The Job vs. the other Jobs: The Scheduler
The goal of the Toolkit is to assign available resources to requesting jobs. The resource assignment process and logic is the subject of this section.
Job Priority
Interactive Jobs
All interactive jobs are handled first, in decreasing bid order and then in creation order (FIFO). Users
each have a quota of one (1) interactive job. If a user already has a running interactive job, further
ones will be failed with a stateInfo
to that effect. Preemptable jobs will be preempted to make
room for interactive jobs - they are to be started as fast as possible.
There is no specified limit to the time an interactive job can run and to help with the cluster management, interactive jobs are kept together on the same nodes as much as possible.
Non-Interactive Jobs
The job ordering is first based on the account occupancy
. The occupancy
is computed as the
current share of the cluster an account is actually using across all its jobs.
All QUEUING
jobs are considered in decreasing order of their account occupancy. Accounts with no
jobs in the cluster at all are thus be considered first, followed by jobs submitted by accounts in order of
increasing occupancy
.
Amongst the jobs for accounts of equal occupancy, the account with the highest bid are considered first, and amongst those with equal bid, the oldest jobs are considered first (FIFO).
Job Queues
Jobs are classified in distinct queues depending on the resources they ask for. If a CPU-only job can not fit, no more CPU-only jobs are considered. The same goes for single-GPU jobs and multi-GPUs jobs. Job preemptability is also factored in._
Preemption
Jobs that are marked as being preemptable can be interrupted at any time in order to make room for jobs from other users when the occupancy based criterion is respected: jobs from a user with a higher occupancy will be preempted in order to make room for jobs from a user with lower occupancy. (Restartable jobs are implicitly considered to be preemptable).

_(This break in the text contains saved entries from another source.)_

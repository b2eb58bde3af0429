//! The source document: every input of the assembler in one JSON object.
//!
//! The document is built from three kinds of nodes:
//!
//! - `phrases`, the merged phrase table
//! - the top-level keys of each configured source file
//! - generated collections (`districts`, `court_offices`)
//!
//! Generated nodes come from [`NODE_HANDLERS`], a fixed table of named
//! producers.

use camino::Utf8Path;
use elect_core::{Config, FxHashMap, PhraseTable, SchemaError};
use elect_yaml::KEY_META;
use serde::{Deserialize, Serialize};
use serde_json::ser::PrettyFormatter;
use serde_json::{Map, Value};
use tracing::{debug, info, warn};

use crate::court::{court_of_appeals_districts, court_of_appeals_offices};
use crate::error::DataError;
use crate::phrases::read_phrase_dir;

/// Key of the phrase table node.
pub const KEY_PHRASES: &str = "phrases";

/// Produces one node of the source document, or `None` when disabled.
pub type NodeHandler = fn(&Config) -> Result<Option<Value>, DataError>;

/// Node producers, in build order.
pub const NODE_HANDLERS: [(&str, NodeHandler); 3] = [
    (KEY_PHRASES, phrases_node),
    ("districts", districts_node),
    ("court_offices", court_offices_node),
];

fn phrases_node(config: &Config) -> Result<Option<Value>, DataError> {
    let dir = config.paths.resolve(&config.paths.phrase_dir());
    let table = read_phrase_dir(&dir)?;
    Ok(Some(to_node(&table)?))
}

fn districts_node(config: &Config) -> Result<Option<Value>, DataError> {
    if !config.assembly.include_court_of_appeals {
        return Ok(None);
    }
    Ok(Some(to_node(&court_of_appeals_districts())?))
}

fn court_offices_node(config: &Config) -> Result<Option<Value>, DataError> {
    if !config.assembly.include_court_of_appeals {
        return Ok(None);
    }
    Ok(Some(to_node(&court_of_appeals_offices())?))
}

fn to_node<T: Serialize>(value: &T) -> Result<Value, DataError> {
    Ok(serde_json::to_value(value)?)
}

/// All assembler inputs, keyed by node name.
///
/// Keys serialize in sorted order.
#[derive(Debug, Clone, Default, PartialEq, Serialize, Deserialize)]
#[serde(transparent)]
pub struct SourceDocument {
    nodes: Map<String, Value>,
}

impl SourceDocument {
    /// Creates an empty document.
    #[must_use]
    pub fn new() -> Self {
        Self::default()
    }

    /// Builds the document described by `config`.
    ///
    /// # Errors
    ///
    /// Fails on the first unreadable or malformed source or phrase file.
    pub fn build(config: &Config) -> Result<Self, DataError> {
        let mut doc = Self::new();
        let mut origins: FxHashMap<String, String> = FxHashMap::default();

        for (name, produce) in NODE_HANDLERS {
            if let Some(node) = produce(config)? {
                doc.insert_from(name, node, "generated", &mut origins);
            }
        }

        for source in &config.assembly.sources {
            let path = config.paths.source_path(source);
            doc.add_source(&path, source, &mut origins)?;
        }

        info!(nodes = doc.nodes.len(), "Built source document");
        Ok(doc)
    }

    fn add_source(
        &mut self,
        path: &Utf8Path,
        source: &str,
        origins: &mut FxHashMap<String, String>,
    ) -> Result<(), DataError> {
        let data: Map<String, Value> = elect_yaml::read_value(path)?;
        debug!(path = %path, keys = data.len(), "Adding source");
        for (key, value) in data {
            if key != KEY_META {
                self.insert_from(&key, value, source, origins);
            }
        }
        Ok(())
    }

    fn insert_from(
        &mut self,
        key: &str,
        value: Value,
        origin: &str,
        origins: &mut FxHashMap<String, String>,
    ) {
        if let Some(previous) = origins.insert(key.to_owned(), origin.to_owned()) {
            warn!(key, previous = %previous, source = origin, "Source node replaced");
        }
        self.nodes.insert(key.to_owned(), value);
    }

    /// Returns a node.
    #[must_use]
    pub fn get(&self, key: &str) -> Option<&Value> {
        self.nodes.get(key)
    }

    /// Sets a node, replacing any previous value.
    pub fn insert(&mut self, key: impl Into<String>, value: Value) {
        self.nodes.insert(key.into(), value);
    }

    /// Returns a node as a collection of objects keyed by id.
    ///
    /// A missing or `null` node is `None`.
    ///
    /// # Errors
    ///
    /// Returns [`SchemaError::InvalidValue`] if the node is not a mapping.
    pub fn collection(&self, key: &str) -> Result<Option<&Map<String, Value>>, SchemaError> {
        match self.nodes.get(key) {
            None | Some(Value::Null) => Ok(None),
            Some(Value::Object(map)) => Ok(Some(map)),
            Some(_) => Err(SchemaError::invalid_value(key, "source document", "a mapping")),
        }
    }

    /// Mutable access to the node map.
    pub(crate) fn nodes_mut(&mut self) -> &mut Map<String, Value> {
        &mut self.nodes
    }

    /// Returns the phrase table.
    ///
    /// # Errors
    ///
    /// Fails if the `phrases` node is missing or is not a phrase table.
    pub fn phrases(&self) -> Result<PhraseTable, SchemaError> {
        let node = self
            .nodes
            .get(KEY_PHRASES)
            .ok_or_else(|| SchemaError::missing_key(KEY_PHRASES, "source document"))?;
        PhraseTable::deserialize(node).map_err(|_| {
            SchemaError::invalid_value(KEY_PHRASES, "source document", "text ids mapped to translations")
        })
    }

    /// Renders the document as JSON with sorted keys and four-space indent.
    ///
    /// # Errors
    ///
    /// Fails only if a value cannot be represented in JSON.
    pub fn to_json_pretty(&self) -> Result<String, serde_json::Error> {
        to_json_pretty(&self.nodes)
    }
}

/// Renders a value as JSON with four-space indent and a trailing newline.
pub fn to_json_pretty<T: Serialize>(value: &T) -> Result<String, serde_json::Error> {
    let mut out = Vec::with_capacity(4096);
    let mut ser = serde_json::Serializer::with_formatter(&mut out, PrettyFormatter::with_indent(b"    "));
    value.serialize(&mut ser)?;
    out.push(b'\n');
    // serde_json only writes valid UTF-8.
    Ok(String::from_utf8_lossy(&out).into_owned())
}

A preempted restartable job will return to the QUEUING
state automatically when it
is interrupted and be rescheduled when cluster usage allows it. This means that a
single job processing might span multiple runs, as will the logs.
A preempted NON-restartable job will end up in INTERRUPTED
state.
The amount of resources available for non-preemptable
jobs is much smaller than for the
preemptable
ones since it is much easier to share resources between preemptable
jobs.
Making your jobs restartable/preemptable will make them run earlier, although they might be interrupted (and maybe restarted) if its resources are required to run jobs for users with lower occupancy.
Jobs Development Pro Tips
Checkpointing
Because there is a wide range of reasons why jobs can be interrupted at any given time, your jobs should create
checkpoints from which they can resume their task whenever they will get rescheduled. Once done, you should set the
restartable
flag of those job.
Idempotence
An important quality of a well defined job is idempotence. Basically, it means that given the same input, a task will produce the same output. Implicitly, it means that an idempotent job will:
Always produce the same output from the same input
Put all temporary output in a private place
Not delete files that it didn’t create itself
Not overwrite any files (or atomically overwrite files with exactly the same content)
Not depend upon an unseeded random number
Not depend upon the system time
Not depend upon the value of Toolkit environment variables
Not depend upon external APIs, data or processes which aren’t versioned and idempotent themselves
Most machine learning training tasks can be trivially made idempotent, and there are tricks that can be used to ensure that even tasks that use a checkpoint are effectively idempotent.